The bouncer was kicking me out & I put up my finger for him 2 wait,while I chugged the rest of my drink.All he could say was:
Are U serious?
Some church people knocked on my door and said they wanted to tell me about the afterlife. I told them I’m trying to avoid any spoilers.
Cop: step out of the car please
Me: I picked a good day to wear my tap dancin’ shoes
My new neighbor seems like a really nice guy. He just suggested trimming the trees that cover my bedroom window.
Mario has killed more turtles than straws have but we don’t ban him.
January has been Januweary
I just learned that ratatouille is a meal and not just a Pixar movie.
Me as a bachelor contestant: “you’re not talking to any other girls, right?”
Me: I am so mad that people show so little respect to-
Him: yeah yeah women I know relax I respect women
Me: *was going to say Hufflepuffs* women, right
Am I religious? Not really.
Am I praying nobody else pukes tonight? Lord yes.
[picking son up from soccer practice]
Me: how was it?
Coach: he did very well
Me: how many goals did you score?
Son: none
Me: right well one of you is a liar then
My wife suggested we go to the pub separately & relive our 1st date.
So she walked over to me and said “can I buy you a drink?”
I replied “sorry I’m married.”
Interviewer: what qualifies you as a horticulturist?
Me: I have something growing on everything in my fridge.
[Yelp Customer Review]
Bill’s Wild West Saloon
Tasty food served in giant sheriff’s badges. I give it ate out of tin stars
Actual warning I saw in a pamphlet:
“You may be at risk for throat cancer if you have a throat or mouth.”
Oh shit….
regrets?
[thinks back to the time i drunkenly watched Spy Kids 3-D & it forever ruined my netflix recommendations]
yeah i’ve got regrets
I’m just saying, who could afford murder hornets in THIS economy? 2020 had a backer, and I’d like to see some receipts, CHARMIN.
HOT GIRL AT WORK: I saw Death Of A Salesman last night & I really loved it
ME: [trying to impress her] I’ve murdered 7 pizza delivery guys
I’m hoping the next currency fad will be allen wrenches. I’ll be a gazillionaire.
To whoever has my voodoo doll, stop making her go to work !
Beyoncé: Who run the world?
Me: Oligarchs?
Beyoncé: This really changes my song
I wanna get a job at a grocery store & whisper, “Don’t fuckin touch that.
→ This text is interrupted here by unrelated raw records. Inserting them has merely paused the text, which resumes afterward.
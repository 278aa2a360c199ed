//! Metrics configuration

use serde::Deserialize;

/// Prometheus metrics configuration
#[derive(Debug, Clone, Deserialize)]
pub struct MetricsConfig {
    /// Enable Prometheus metrics
    #[serde(default = "default_true")]
    pub enabled: bool,
    /// Metrics endpoint path
    #[serde(default = "default_metrics_path")]
    pub path: String,
}

fn default_true() -> bool {
    true
}

fn default_metrics_path() -> String {
    "/metrics".to_string()
}

impl Default for MetricsConfig {
    fn default() -> Self {
        Self {
            enabled: true,
            path: default_metrics_path(),
        }
    }
}
//! Responder endpoint handlers

use axum::{extract::State, response::IntoResponse};
use tracing::debug;

use crate::api::state::ResponderState;
use crate::api::types::{sse_response, ApiError, Json};
use crate::domain::{
    AiResponse, ConfigOverrides, Message, ModelCatalog, ProviderSettings, ResponderHealth,
};

/// POST /process
pub async fn process(
    State(state): State<ResponderState>,
    Json(message): Json<Message>,
) -> Result<Json<AiResponse>, ApiError> {
    let response = state.responder.process(&message).await?;
    Ok(Json(response))
}

/// POST /stream
pub async fn stream(
    State(state): State<ResponderState>,
    Json(message): Json<Message>,
) -> Result<impl IntoResponse, ApiError> {
    let chunks = state.responder.stream(&message).await?;
    Ok(sse_response(chunks))
}

/// GET /health
pub async fn health(State(state): State<ResponderState>) -> Json<ResponderHealth> {
    Json(state.responder.health().await)
}

/// GET /models
pub async fn list_models(
    State(state): State<ResponderState>,
) -> Result<Json<ModelCatalog>, ApiError> {
    Ok(Json(state.responder.list_models()?))
}

/// GET /config
pub async fn get_config(
    State(state): State<ResponderState>,
) -> Result<Json<ProviderSettings>, ApiError> {
    Ok(Json(state.responder.get_config()?))
}

/// PUT /config
pub async fn update_config(
    State(state): State<ResponderState>,
    Json(overrides): Json<ConfigOverrides>,
) -> Result<Json<ProviderSettings>, ApiError> {
    debug!(?overrides, "Updating responder configuration");
    Ok(Json(state.responder.reconfigure(&overrides)?))
}
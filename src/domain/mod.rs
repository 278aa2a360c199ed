//! Domain layer - Core business logic and entities

pub mod config;
pub mod conversation;
pub mod credentials;
pub mod error;
pub mod llm;
pub mod usage;

pub use config::{ProviderConfig, RetryPolicy};
pub use conversation::{ConversationEntry, ConversationSnapshot, ConversationStore};
pub use credentials::{Credential, CredentialProvider};
pub use error::{DomainError, TransportError};
pub use llm::{
    AiResponse, ChunkStream, Completion, CompletionDelta, CompletionRequest, ConfigOverrides,
    DeltaStream, GenerationSettings, HealthStatus, LlmBackend, Message, MessageRole,
    ModelCatalog, PromptMessage, ProviderHealth, ProviderKind, ProviderSettings, ResponderHealth,
    ResponseStatus, StreamChunk, Usage,
};
pub use usage::{estimate_cost, CostEstimate, ModelUsage, UsageStats};

#[cfg(test)]
pub use llm::ScriptedBackend;
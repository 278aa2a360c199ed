//! Conversation store trait

use async_trait::async_trait;
use std::fmt::Debug;

use super::{ConversationEntry, ConversationSnapshot};
use crate::domain::llm::{AiResponse, Message};
use crate::domain::usage::UsageStats;
use crate::domain::DomainError;

/// Append-only record of completed exchanges plus the usage totals they imply.
///
/// `record` must append the entry and fold its usage into the stats as one
/// step: no reader may observe one without the other.
#[async_trait]
pub trait ConversationStore: Send + Sync + Debug {
    /// Append an exchange and update the running stats
    async fn record(
        &self,
        message: Message,
        response: AiResponse,
    ) -> Result<ConversationEntry, DomainError>;

    /// Entries in completion order
    async fn history(&self) -> Result<Vec<ConversationEntry>, DomainError>;

    /// Current usage totals
    async fn stats(&self) -> Result<UsageStats, DomainError>;

    /// History and stats taken together
    async fn snapshot(&self) -> Result<ConversationSnapshot, DomainError>;
}
use thiserror::Error;

/// Failure of a single call from the forwarder to the responder
#[derive(Debug, Clone, PartialEq, Eq, Error)]
pub enum TransportError {
    #[error("Connection failed: {0}")]
    Connect(String),

    #[error("Request timed out: {0}")]
    Timeout(String),

    #[error("Responder returned HTTP {status}: {message}")]
    Status { status: u16, message: String },

    #[error("Malformed response: {0}")]
    Malformed(String),
}

impl TransportError {
    pub fn connect(message: impl Into<String>) -> Self {
        Self::Connect(message.into())
    }

    pub fn timeout(message: impl Into<String>) -> Self {
        Self::Timeout(message.into())
    }

    pub fn status(status: u16, message: impl Into<String>) -> Self {
        Self::Status {
            status,
            message: message.into(),
        }
    }

    pub fn malformed(message: impl Into<String>) -> Self {
        Self::Malformed(message.into())
    }

    /// Connect failures, timeouts, 5xx, 429 and undecodable bodies are worth
    /// another attempt. Any other status is the caller's fault.
    pub fn is_retryable(&self) -> bool {
        match self {
            Self::Connect(_) | Self::Timeout(_) | Self::Malformed(_) => true,
            Self::Status { status, .. } => *status == 429 || *status >= 500,
        }
    }

    /// The message without the transport prefix
    pub fn detail(&self) -> &str {
        match self {
            Self::Connect(message) | Self::Timeout(message) | Self::Malformed(message) => message,
            Self::Status { message, .. } => message,
        }
    }
}

/// Core domain errors
#[derive(Debug, Clone, Error)]
pub enum DomainError {
    #[error("Invalid request: {message}")]
    InvalidRequest { message: String },

    #[error("Backend unavailable: {provider} - {message}")]
    BackendUnavailable { provider: String, message: String },

    #[error("Backend error: {provider} - {message}")]
    BackendError { provider: String, message: String },

    #[error("Rate limited by {provider}: {message}")]
    RateLimited { provider: String, message: String },

    #[error("Relay failed after {attempts} attempt(s): {last}")]
    RelayExhausted { attempts: u32, last: TransportError },

    #[error("Invalid configuration: {message}")]
    InvalidConfig { message: String },

    #[error("Internal error: {message}")]
    Internal { message: String },
}

impl DomainError {
    pub fn invalid_request(message: impl Into<String>) -> Self {
        Self::InvalidRequest {
            message: message.into(),
        }
    }

    pub fn backend_unavailable(provider: impl Into<String>, message: impl Into<String>) -> Self {
        Self::BackendUnavailable {
            provider: provider.into(),
            message: message.into(),
        }
    }

    pub fn backend_error(provider: impl Into<String>, message: impl Into<String>) -> Self {
        Self::BackendError {
            provider: provider.into(),
            message: message.into(),
        }
    }

    pub fn rate_limited(provider: impl Into<String>, message: impl Into<String>) -> Self {
        Self::RateLimited {
            provider: provider.into(),
            message: message.into(),
        }
    }

    pub fn relay_exhausted(attempts: u32, last: TransportError) -> Self {
        Self::RelayExhausted { attempts, last }
    }

    pub fn invalid_config(message: impl Into<String>) -> Self {
        Self::InvalidConfig {
            message: message.into(),
        }
    }

    pub fn internal(message: impl Into<String>) -> Self {
        Self::Internal {
            message: message.into(),
        }
    }

    /// Short machine-readable label used for logs and metrics
    pub fn kind(&self) -> &'static str {
        match self {
            Self::InvalidRequest { .. } => "invalid_request",
            Self::BackendUnavailable { .. } => "backend_unavailable",
            Self::BackendError { .. } => "backend_error",
            Self::RateLimited { .. } => "rate_limited",
            Self::RelayExhausted { .. } => "relay_exhausted",
            Self::InvalidConfig { .. } => "invalid_config",
            Self::Internal { .. } => "internal",
        }
    }

    /// HTTP status the error is reported with
    pub fn status_code(&self) -> u16 {
        match self {
            Self::InvalidRequest { .. } | Self::InvalidConfig { .. } => 400,
            Self::RateLimited { .. } => 429,
            Self::BackendError { .. } => 502,
            Self::BackendUnavailable { .. } => 503,
            Self::RelayExhausted { .. } => 504,
            Self::Internal { .. } => 500,
        }
    }

    /// Human-readable message without the variant prefix
    pub fn message(&self) -> String {
        match self {
            Self::InvalidRequest { message }
            | Self::InvalidConfig { message }
            | Self::Internal { message } => message.clone(),
            Self::BackendUnavailable { provider, message }
            | Self::BackendError { provider, message }
            | Self::RateLimited { provider, message } => format!("{}: {}", provider, message),
            Self::RelayExhausted { .. } => self.to_string(),
        }
    }
}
You fuckin put that back, ” to every customer who grabs something.
Anyone else get nervous when their life is going too well? Like right now I have 3 phone chargers.
thank god Hinge doesn’t do a year end wrapped. I would have to walk into the sea with pockets full of stones
I drive with my hands at ten and two, but they’re crossed.
Day 1: Buys $8.00
organic raspberries.Day 2: Moldy.
Repeat weekly.
And that’s when I stopped telling the first half of my stories
My husband talked me into cutting his hair and he thinks I did an amazing job.
Apparently it hasn’t occurred to him to take a look at the back.